◆ Goal of the exercise ◆
The answer must consist of every line in the data that contains "SECTION".
↓↓↓
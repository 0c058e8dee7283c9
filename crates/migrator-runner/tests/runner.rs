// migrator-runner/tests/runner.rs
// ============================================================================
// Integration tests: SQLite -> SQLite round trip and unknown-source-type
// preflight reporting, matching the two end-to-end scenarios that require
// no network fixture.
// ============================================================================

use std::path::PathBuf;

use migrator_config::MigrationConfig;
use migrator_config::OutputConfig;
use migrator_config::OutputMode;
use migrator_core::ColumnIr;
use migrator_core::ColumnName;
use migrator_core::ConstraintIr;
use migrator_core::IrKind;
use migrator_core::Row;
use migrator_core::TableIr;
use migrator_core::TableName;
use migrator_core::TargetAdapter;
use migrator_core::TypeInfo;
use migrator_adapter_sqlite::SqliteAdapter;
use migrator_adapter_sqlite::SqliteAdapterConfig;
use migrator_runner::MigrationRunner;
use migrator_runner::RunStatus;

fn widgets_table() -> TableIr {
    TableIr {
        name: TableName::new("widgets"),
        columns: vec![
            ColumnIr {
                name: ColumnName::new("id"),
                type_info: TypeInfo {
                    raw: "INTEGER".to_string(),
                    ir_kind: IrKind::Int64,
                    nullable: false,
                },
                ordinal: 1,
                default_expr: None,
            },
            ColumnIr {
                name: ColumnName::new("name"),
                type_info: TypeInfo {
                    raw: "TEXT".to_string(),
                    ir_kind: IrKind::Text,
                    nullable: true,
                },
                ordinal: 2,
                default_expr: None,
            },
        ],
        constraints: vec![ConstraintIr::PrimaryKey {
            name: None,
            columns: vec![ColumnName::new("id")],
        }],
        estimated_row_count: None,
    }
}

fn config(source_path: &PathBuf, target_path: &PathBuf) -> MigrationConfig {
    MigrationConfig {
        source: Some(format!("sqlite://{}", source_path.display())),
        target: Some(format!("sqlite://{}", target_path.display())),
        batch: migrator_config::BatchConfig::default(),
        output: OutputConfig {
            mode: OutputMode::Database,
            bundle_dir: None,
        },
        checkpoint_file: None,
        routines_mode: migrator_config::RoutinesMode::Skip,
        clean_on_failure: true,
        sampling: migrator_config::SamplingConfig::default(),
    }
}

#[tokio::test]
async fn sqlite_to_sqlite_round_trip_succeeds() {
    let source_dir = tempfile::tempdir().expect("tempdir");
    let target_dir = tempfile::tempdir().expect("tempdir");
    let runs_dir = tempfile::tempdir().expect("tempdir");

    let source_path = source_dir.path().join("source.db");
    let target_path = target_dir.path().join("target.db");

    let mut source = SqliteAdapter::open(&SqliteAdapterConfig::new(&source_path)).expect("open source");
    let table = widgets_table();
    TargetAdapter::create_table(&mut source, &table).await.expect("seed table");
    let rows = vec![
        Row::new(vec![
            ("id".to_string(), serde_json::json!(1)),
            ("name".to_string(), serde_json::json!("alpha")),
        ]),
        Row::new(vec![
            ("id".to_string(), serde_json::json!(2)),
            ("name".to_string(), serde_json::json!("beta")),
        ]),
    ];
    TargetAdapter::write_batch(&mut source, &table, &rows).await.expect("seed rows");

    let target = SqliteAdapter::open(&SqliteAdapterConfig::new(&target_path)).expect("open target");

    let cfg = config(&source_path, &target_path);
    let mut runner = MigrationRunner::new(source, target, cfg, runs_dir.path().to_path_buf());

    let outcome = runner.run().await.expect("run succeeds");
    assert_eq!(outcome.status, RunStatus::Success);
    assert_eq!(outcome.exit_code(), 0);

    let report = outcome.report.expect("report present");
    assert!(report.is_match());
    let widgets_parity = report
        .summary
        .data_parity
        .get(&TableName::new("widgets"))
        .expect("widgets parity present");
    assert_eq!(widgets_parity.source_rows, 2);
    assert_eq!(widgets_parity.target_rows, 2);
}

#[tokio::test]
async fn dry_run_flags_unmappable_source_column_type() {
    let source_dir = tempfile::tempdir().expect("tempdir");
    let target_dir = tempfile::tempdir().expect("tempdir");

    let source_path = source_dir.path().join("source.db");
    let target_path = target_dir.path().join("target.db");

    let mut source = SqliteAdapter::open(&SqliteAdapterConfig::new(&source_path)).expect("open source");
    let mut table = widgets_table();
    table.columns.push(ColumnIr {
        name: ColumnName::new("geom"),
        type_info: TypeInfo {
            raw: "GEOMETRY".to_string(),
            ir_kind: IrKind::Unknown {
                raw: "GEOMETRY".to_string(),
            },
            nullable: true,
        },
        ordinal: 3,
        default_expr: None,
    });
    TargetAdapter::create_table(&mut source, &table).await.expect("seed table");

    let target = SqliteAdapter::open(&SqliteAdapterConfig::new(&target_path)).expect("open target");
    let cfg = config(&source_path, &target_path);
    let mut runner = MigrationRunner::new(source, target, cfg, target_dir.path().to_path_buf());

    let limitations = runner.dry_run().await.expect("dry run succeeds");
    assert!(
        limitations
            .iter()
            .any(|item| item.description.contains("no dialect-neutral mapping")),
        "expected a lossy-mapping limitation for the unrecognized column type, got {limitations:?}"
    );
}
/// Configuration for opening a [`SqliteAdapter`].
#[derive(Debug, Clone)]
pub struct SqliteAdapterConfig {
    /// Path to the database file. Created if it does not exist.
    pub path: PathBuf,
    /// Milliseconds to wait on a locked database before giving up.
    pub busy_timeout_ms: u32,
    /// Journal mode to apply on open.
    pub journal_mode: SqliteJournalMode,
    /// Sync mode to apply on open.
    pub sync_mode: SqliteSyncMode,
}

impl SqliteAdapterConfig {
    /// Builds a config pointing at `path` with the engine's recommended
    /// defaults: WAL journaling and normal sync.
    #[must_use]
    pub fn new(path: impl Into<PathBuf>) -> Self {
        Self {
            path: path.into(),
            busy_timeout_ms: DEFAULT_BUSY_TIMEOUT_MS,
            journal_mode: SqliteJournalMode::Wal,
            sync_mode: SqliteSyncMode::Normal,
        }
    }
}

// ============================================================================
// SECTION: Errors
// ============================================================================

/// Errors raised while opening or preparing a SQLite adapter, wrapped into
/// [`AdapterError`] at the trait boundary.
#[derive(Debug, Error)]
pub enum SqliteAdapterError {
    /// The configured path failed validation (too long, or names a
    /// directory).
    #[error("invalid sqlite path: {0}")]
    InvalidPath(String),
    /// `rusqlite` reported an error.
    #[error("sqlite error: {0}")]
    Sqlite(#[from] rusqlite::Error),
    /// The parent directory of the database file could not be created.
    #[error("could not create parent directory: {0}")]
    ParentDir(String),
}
↑↑↑
↓↓↓
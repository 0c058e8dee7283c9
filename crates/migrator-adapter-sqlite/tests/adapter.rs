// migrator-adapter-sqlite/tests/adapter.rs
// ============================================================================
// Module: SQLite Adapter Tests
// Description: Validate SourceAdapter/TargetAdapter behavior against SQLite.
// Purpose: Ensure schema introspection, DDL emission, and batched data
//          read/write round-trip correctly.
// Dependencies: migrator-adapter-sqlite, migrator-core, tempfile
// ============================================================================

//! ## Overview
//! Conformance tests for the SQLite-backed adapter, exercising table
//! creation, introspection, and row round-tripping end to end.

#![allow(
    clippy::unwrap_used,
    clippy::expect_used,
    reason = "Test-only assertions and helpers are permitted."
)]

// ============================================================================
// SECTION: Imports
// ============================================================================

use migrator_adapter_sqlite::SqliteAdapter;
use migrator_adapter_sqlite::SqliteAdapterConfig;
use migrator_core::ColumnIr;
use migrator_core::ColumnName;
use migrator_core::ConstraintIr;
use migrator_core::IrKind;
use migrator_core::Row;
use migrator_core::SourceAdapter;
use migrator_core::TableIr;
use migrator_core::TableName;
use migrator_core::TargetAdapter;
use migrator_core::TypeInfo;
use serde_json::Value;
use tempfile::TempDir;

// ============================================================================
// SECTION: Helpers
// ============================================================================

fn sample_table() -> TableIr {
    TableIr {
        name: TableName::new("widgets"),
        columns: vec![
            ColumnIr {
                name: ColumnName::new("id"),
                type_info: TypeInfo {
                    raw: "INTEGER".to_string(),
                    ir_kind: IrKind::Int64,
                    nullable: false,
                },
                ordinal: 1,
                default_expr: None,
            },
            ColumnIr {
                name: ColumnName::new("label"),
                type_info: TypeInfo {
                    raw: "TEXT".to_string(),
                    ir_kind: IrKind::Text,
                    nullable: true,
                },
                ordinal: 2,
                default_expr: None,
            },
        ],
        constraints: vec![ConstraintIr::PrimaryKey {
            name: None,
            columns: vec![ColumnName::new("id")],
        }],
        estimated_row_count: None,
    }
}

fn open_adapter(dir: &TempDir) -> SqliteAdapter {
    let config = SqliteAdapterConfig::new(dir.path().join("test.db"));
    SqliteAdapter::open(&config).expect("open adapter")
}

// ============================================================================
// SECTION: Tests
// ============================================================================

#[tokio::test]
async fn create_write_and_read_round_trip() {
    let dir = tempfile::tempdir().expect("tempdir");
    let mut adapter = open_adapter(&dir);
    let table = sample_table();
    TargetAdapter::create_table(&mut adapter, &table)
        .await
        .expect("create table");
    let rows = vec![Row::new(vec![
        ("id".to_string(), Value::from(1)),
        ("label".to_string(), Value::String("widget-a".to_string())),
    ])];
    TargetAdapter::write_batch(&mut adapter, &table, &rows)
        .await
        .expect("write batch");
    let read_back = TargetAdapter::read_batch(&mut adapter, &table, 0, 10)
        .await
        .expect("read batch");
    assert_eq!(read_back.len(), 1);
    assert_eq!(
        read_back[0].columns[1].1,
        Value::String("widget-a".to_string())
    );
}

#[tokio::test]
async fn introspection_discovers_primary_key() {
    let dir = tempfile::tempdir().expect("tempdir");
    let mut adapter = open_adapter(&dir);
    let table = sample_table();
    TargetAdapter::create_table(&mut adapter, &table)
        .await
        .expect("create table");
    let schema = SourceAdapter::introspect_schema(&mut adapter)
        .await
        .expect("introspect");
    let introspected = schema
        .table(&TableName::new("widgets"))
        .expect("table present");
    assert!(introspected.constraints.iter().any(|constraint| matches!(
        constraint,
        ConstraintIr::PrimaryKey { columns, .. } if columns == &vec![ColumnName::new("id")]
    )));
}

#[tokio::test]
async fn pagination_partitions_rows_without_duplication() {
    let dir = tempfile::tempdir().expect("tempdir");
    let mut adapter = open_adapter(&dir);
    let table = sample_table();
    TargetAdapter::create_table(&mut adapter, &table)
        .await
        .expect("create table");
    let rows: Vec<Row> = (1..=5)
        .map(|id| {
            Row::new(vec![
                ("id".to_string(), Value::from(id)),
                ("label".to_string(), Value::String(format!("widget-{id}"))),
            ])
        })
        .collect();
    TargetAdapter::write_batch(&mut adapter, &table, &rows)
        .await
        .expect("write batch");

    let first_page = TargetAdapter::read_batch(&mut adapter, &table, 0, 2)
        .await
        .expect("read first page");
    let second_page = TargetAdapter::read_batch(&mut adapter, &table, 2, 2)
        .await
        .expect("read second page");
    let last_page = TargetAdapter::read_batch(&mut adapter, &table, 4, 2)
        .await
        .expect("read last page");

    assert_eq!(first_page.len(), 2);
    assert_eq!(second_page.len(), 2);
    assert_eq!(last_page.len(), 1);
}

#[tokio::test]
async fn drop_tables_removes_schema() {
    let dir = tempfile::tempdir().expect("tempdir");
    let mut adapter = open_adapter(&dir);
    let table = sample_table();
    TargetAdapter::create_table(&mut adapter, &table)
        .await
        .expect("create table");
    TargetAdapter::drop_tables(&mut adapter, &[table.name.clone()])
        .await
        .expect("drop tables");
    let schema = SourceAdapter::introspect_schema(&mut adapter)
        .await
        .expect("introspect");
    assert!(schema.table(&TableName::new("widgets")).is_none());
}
↑↑↑
◆ Output for this exercise ◆
// SECTION: Errors
// SECTION: Imports
// SECTION: Helpers
// SECTION: Tests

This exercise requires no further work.